**About this task**: Copy out the lines of the material that include the string "year".

○ ○ ○ ○ ○ ○ ○

#[cfg(test)]
#[path = "error_test.rs"]
mod error_test;

use std::time::Duration;

/// What went wrong with a request to the advisory service.
///
/// `Timeout` is deliberately distinct from `Transport`: a request that our
/// own deadline killed is reported differently from one the network layer
/// rejected. `Api` covers application-level errors embedded in a 2xx body
/// (the weather endpoint reports an unknown city this way).
#[derive(Clone, Debug, PartialEq, Eq, thiserror::Error)]
pub enum FetchError {
    #[error("request timed out after {0:?}")]
    Timeout(Duration),
    #[error("transport failure: {0}")]
    Transport(String),
    #[error("unexpected status {0}")]
    Status(u16),
    #[error("invalid response body: {0}")]
    Decode(String),
    #[error("{0}")]
    Api(String),
}
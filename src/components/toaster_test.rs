use super::*;

// =============================================================
// Timer scheduling set
// =============================================================

#[test]
fn new_ids_are_scheduled_exactly_once() {
    let mut scheduled = HashSet::new();
    assert_eq!(fresh_unscheduled(&mut scheduled, &[1, 2]), vec![1, 2]);
    assert_eq!(fresh_unscheduled(&mut scheduled, &[1, 2, 3]), vec![3]);
}

#[test]
fn dismissed_ids_are_pruned_from_the_set() {
    let mut scheduled = HashSet::new();
    fresh_unscheduled(&mut scheduled, &[1, 2, 3]);
    fresh_unscheduled(&mut scheduled, &[2]);
    assert_eq!(scheduled.len(), 1);
    assert!(scheduled.contains(&2));
}

#[test]
fn set_stays_bounded_across_many_toast_lifetimes() {
    let mut scheduled = HashSet::new();
    for id in 0..1000u64 {
        // One toast visible at a time, each dismissed before the next.
        let fresh = fresh_unscheduled(&mut scheduled, &[id]);
        assert_eq!(fresh, vec![id]);
    }
    assert_eq!(scheduled.len(), 1);
}

#[test]
fn empty_queue_clears_the_set() {
    let mut scheduled = HashSet::new();
    fresh_unscheduled(&mut scheduled, &[7, 8]);
    assert!(fresh_unscheduled(&mut scheduled, &[]).is_empty());
    assert!(scheduled.is_empty());
}
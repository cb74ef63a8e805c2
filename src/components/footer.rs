//! Dashboard footer with brand line and theme toggle.

use leptos::prelude::*;

use crate::state::ui::UiState;

/// Footer with the brand, copyright year, and the dark mode toggle.
#[component]
pub fn Footer() -> impl IntoView {
    let ui = expect_context::<RwSignal<UiState>>();

    let year = crate::util::clock::current_year();

    let toggle_theme = move |_| {
        ui.update(|u| u.dark_mode = crate::util::dark_mode::toggle(u.dark_mode));
    };

    view! {
        <footer class="footer">
            <div class="footer__brand">
                <p class="footer__title">"\u{1F33E} AgroPredictor"</p>
                <p class="footer__subtitle">"Smart Farming Assistant"</p>
            </div>
            <div class="footer__meta">
                <p class="footer__copyright">
                    {format!("\u{a9} {year} AgroPredictor. All rights reserved.")}
                </p>
                <button class="footer__theme-toggle" on:click=toggle_theme title="Toggle theme">
                    {move || if ui.get().dark_mode { "\u{2600}" } else { "\u{1F319}" }}
                </button>
            </div>
        </footer>
    }
}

○ ○ ○ ○ ○ ○ ○

**Result**:
/// Footer with the brand, copyright year, and the dark mode toggle.
    let year = crate::util::clock::current_year();
                    {format!("\u{a9} {year} AgroPredictor. All rights reserved.")}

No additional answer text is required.